The vampire ground finch (Geospiza septentrionalis) is a small bird native to the Galápagos Islands. It was considered a very distinct subspecies of the sharp-beaked ground finch (Geospiza difficilis) endemic to Wolf and Darwin Islands. The International Ornithologists' Union has split the species supported by strong genetic evidence that they are not closely related, and divergences in morphology and song.  Other taxonomic authorities still consider it conspecific.

Description
The vampire finch is sexually dimorphic as typical for its genus, with the males being primarily black and the females grey with brown streaks. It has a lilting song on Wolf, a buzzing song on Darwin, and whistling calls on both islands; only on Wolf, a drawn-out, buzzing call is also uttered.

Ecology
This bird is most famous for its unusual diet. When alternative sources are scarce the vampire finch occasionally feeds
by drinking the blood of other birds, chiefly the Nazca and blue-footed boobies, pecking at their skin with their sharp beaks until blood is drawn. Curiously, the boobies do not offer much resistance against this.
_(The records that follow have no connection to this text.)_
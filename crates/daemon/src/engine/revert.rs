// SPDX-License-Identifier: BUSL-1.1
// Copyright (c) 2026 Alfred Jean LLC

//! Revert execution.
//!
//! Files first, services last: a partially restored set of files with
//! the old services still running is strictly safer than new services
//! running against new files. Step execution is idempotent: every
//! write is keyed by content digest, so re-running a plan that
//! partially succeeded (crash recovery) converges.

use crate::event_bus::EventBus;
use parking_lot::Mutex;
use rvt_core::{
    digest_bytes, AcceptedPath, ChangeId, Event, FailureReason, SnapshotId,
};
use rvt_probe::{RestartOutcome, ServiceControl};
use rvt_snapstore::{RestorePlan, RestoreStep, SnapshotError, SnapshotStore};
use std::collections::HashSet;
use std::io::Write;
use std::path::{Path, PathBuf};
use std::sync::Arc;
use std::time::Duration;
use tracing::{error, info, warn};

/// File-step retries beyond the first attempt.
const FILE_RETRIES: u32 = 2;
/// Service-restart retries for transient failures.
const SERVICE_RETRIES: u32 = 2;

pub(crate) struct RevertCtx {
    pub store: Arc<SnapshotStore>,
    pub bus: EventBus,
    pub suppress: Arc<Mutex<HashSet<PathBuf>>>,
    pub service_control: Option<ServiceControl>,
    pub wall_ms: u64,
}

/// Execute the restore for one change and report the terminal event.
pub(crate) async fn run(
    ctx: RevertCtx,
    change_id: ChangeId,
    snapshot_id: SnapshotId,
    paths: Vec<PathBuf>,
    services: Vec<String>,
) {
    let outcome = run_inner(&ctx, &change_id, &snapshot_id, &paths, &services).await;
    let event = match outcome {
        Ok(accepted) => {
            let removed = paths
                .iter()
                .filter(|p| accepted.iter().all(|a| &a.path != *p))
                .cloned()
                .collect();
            // Two events: the terminal transition, then the baseline
            // statement that the restored content is the accepted content
            if let Err(e) = ctx.bus.send(Event::BaselineAccepted {
                snapshot_id: snapshot_id.clone(),
                accepted,
                removed,
                at_ms: ctx.wall_ms,
            }) {
                error!(error = %e, "cannot journal baseline after revert");
            }
            Event::ChangeReverted { change_id: change_id.clone(), at_ms: ctx.wall_ms }
        }
        Err(reason) => Event::ChangeFailed {
            change_id: change_id.clone(),
            reason,
            at_ms: ctx.wall_ms,
        },
    };
    if let Err(e) = ctx.bus.send(event) {
        error!(error = %e, "cannot journal revert outcome");
    }
}

async fn run_inner(
    ctx: &RevertCtx,
    change_id: &ChangeId,
    snapshot_id: &SnapshotId,
    paths: &[PathBuf],
    services: &[String],
) -> Result<Vec<AcceptedPath>, FailureReason> {
    // 1. Build (and verify) the plan
    let plan = build_plan(ctx, snapshot_id, paths).await?;

    // 2. Suppress watcher events on everything we are about to touch
    let touched: Vec<PathBuf> = plan.touched_paths();
    ctx.suppress.lock().extend(touched.iter().cloned());
    let _lift = SuppressGuard { suppress: Arc::clone(&ctx.suppress), paths: touched };

    info!(%change_id, steps = plan.steps.len(), "executing restore plan");

    // 3. Files, with bounded retries
    let accepted = {
        let plan = plan.clone();
        tokio::task::spawn_blocking(move || execute_file_steps(&plan))
            .await
            .map_err(|join| FailureReason::RestoreIo(format!("restore worker died: {join}")))??
    };

    // 4. Services, in policy order, only after every file is back
    if let Some(control) = &ctx.service_control {
        let mut done = HashSet::new();
        for service in services {
            if !done.insert(service.clone()) {
                continue;
            }
            restart_with_retries(control, service).await?;
        }
    } else if !services.is_empty() {
        return Err(FailureReason::ServiceRestartPermanent(
            "no init system detected to restart services".into(),
        ));
    }

    Ok(accepted)
}

async fn build_plan(
    ctx: &RevertCtx,
    snapshot_id: &SnapshotId,
    paths: &[PathBuf],
) -> Result<RestorePlan, FailureReason> {
    let store = Arc::clone(&ctx.store);
    let id = snapshot_id.clone();
    let scope = paths.to_vec();
    let mut plan = tokio::task::spawn_blocking(move || store.restore_plan(&id, Some(&scope)))
        .await
        .map_err(|join| FailureReason::RestoreIo(format!("plan worker died: {join}")))?
        .map_err(|e| match e {
            SnapshotError::Corrupt { .. } | SnapshotError::NotFound(_) => {
                FailureReason::SnapshotCorrupt(e.to_string())
            }
            other => FailureReason::RestoreIo(other.to_string()),
        })?;

    // Paths the snapshot knows nothing about did not exist pre-change:
    // the restore removes them
    let covered: HashSet<_> = plan.touched_paths().into_iter().collect();
    for path in paths {
        if !covered.contains(path) {
            plan.steps.push(RestoreStep::RemoveFile { path: path.clone() });
        }
    }
    Ok(plan)
}

/// Run the file steps in order. The plan aborts on the first persistent
/// failure; files restored earlier stay restored ("no worse than
/// before").
pub(crate) fn execute_file_steps(plan: &RestorePlan) -> Result<Vec<AcceptedPath>, FailureReason> {
    let mut accepted = Vec::new();
    for step in &plan.steps {
        let mut attempt = 0;
        loop {
            match execute_step(step) {
                Ok(()) => break,
                Err(e) if attempt < FILE_RETRIES => {
                    attempt += 1;
                    warn!(path = %step.path().display(), error = %e, attempt, "restore step failed, retrying");
                    std::thread::sleep(Duration::from_millis(100 * attempt as u64));
                }
                Err(e) => {
                    return Err(FailureReason::RestoreIo(format!(
                        "{}: {e}",
                        step.path().display()
                    )))
                }
            }
        }
        if let RestoreStep::WriteFile { path, digest, .. } = step {
            accepted.push(AcceptedPath { path: path.clone(), digest: digest.clone() });
        }
    }
    Ok(accepted)
}

fn execute_step(step: &RestoreStep) -> std::io::Result<()> {
    match step {
        RestoreStep::WriteFile { path, blob, digest, mode, uid, gid } => {
            let current_matches = std::fs::read(path)
                .map(|bytes| digest_bytes(&bytes) == *digest)
                .unwrap_or(false);

            if !current_matches {
                let payload = rvt_snapstore::read_blob_file(blob)?;
                write_atomic(path, &payload)?;
            }
            restore_attributes(path, *mode, *uid, *gid)
        }
        RestoreStep::RemoveFile { path } => match std::fs::remove_file(path) {
            Ok(()) => Ok(()),
            Err(e) if e.kind() == std::io::ErrorKind::NotFound => Ok(()),
            Err(e) => Err(e),
        },
    }
}

/// Temp-write + fsync + rename beside the target, so concurrent readers
/// always see a complete file.
fn write_atomic(path: &Path, payload: &[u8]) -> std::io::Result<()> {
    let file_name = path.file_name().map(|n| n.to_string_lossy()).unwrap_or_default();
    let tmp = path.with_file_name(format!(".{file_name}.rvt-restore"));
    {
        let mut file = std::fs::File::create(&tmp)?;
        file.write_all(payload)?;
        file.sync_all()?;
    }
    std::fs::rename(&tmp, path)
}

fn restore_attributes(path: &Path, mode: u32, uid: u32, gid: u32) -> std::io::Result<()> {
    use std::os::unix::fs::PermissionsExt;
    std::fs::set_permissions(path, std::fs::Permissions::from_mode(mode))?;
    // chown requires privilege; outside root (tests) ownership already
    // matches the writing user
    if is_root() {
        std::os::unix::fs::chown(path, Some(uid), Some(gid))?;
    }
    Ok(())
}

fn is_root() -> bool {
    use std::os::unix::fs::MetadataExt;
    std::fs::metadata("/proc/self").map(|m| m.uid() == 0).unwrap_or(false)
}

async fn restart_with_retries(
    control: &ServiceControl,
    service: &str,
) -> Result<(), FailureReason> {
    let mut attempt = 0;
    loop {
        match control.restart(service).await {
            RestartOutcome::Ok => {
                info!(service, "service restarted");
                return Ok(());
            }
            RestartOutcome::TransientFailure { detail } if attempt < SERVICE_RETRIES => {
                attempt += 1;
                warn!(service, detail, attempt, "transient restart failure, retrying");
                tokio::time::sleep(Duration::from_millis(250 * attempt as u64)).await;
            }
            RestartOutcome::TransientFailure { detail } => {
                return Err(FailureReason::ServiceRestartPermanent(format!(
                    "{service}: still transient after {SERVICE_RETRIES} retries: {detail}"
                )));
            }
            RestartOutcome::UnknownService => {
                return Err(FailureReason::ServiceRestartPermanent(format!(
                    "{service}: unknown to the init system"
                )));
            }
            RestartOutcome::PermanentFailure { detail } => {
                return Err(FailureReason::ServiceRestartPermanent(format!(
                    "{service}: {detail}"
                )));
            }
        }
    }
}

/// Lifts watcher suppression when the revert (including service
/// restarts) is done, success or failure.
struct SuppressGuard {
    suppress: Arc<Mutex<HashSet<PathBuf>>>,
    paths: Vec<PathBuf>,
}

impl Drop for SuppressGuard {
    fn drop(&mut self) {
        let mut suppress = self.suppress.lock();
        for path in &self.paths {
            suppress.remove(path);
        }
    }
}

#[cfg(test)]
#[path = "revert_tests.rs"]
mod tests;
It has been theorized that this behavior evolved from the pecking behavior that the finch used to clean parasites from the plumage of the booby. The finches also feed on eggs, stealing them just after they are laid and rolling them (by pushing with their legs and using their beak as a pivot) into rocks until they break. Finally guano and leftover fish from other predators additionally serve as diet options. 

Vampire ground finches drinking more blood from season to season, preying on blood during dry seasons when seeds and other prey are scarce, and resuming omnivorous predation when the rainy season begins. There were also significant variations in the intestinal microbial community structure. There was a clear and separation between vampire ground finches and other finches. Vampire ground finch birds have peptostreptococcacea and rich in intestinal microbial communities. Similarly, vampire bats are also creatures with peptostreptococcacea.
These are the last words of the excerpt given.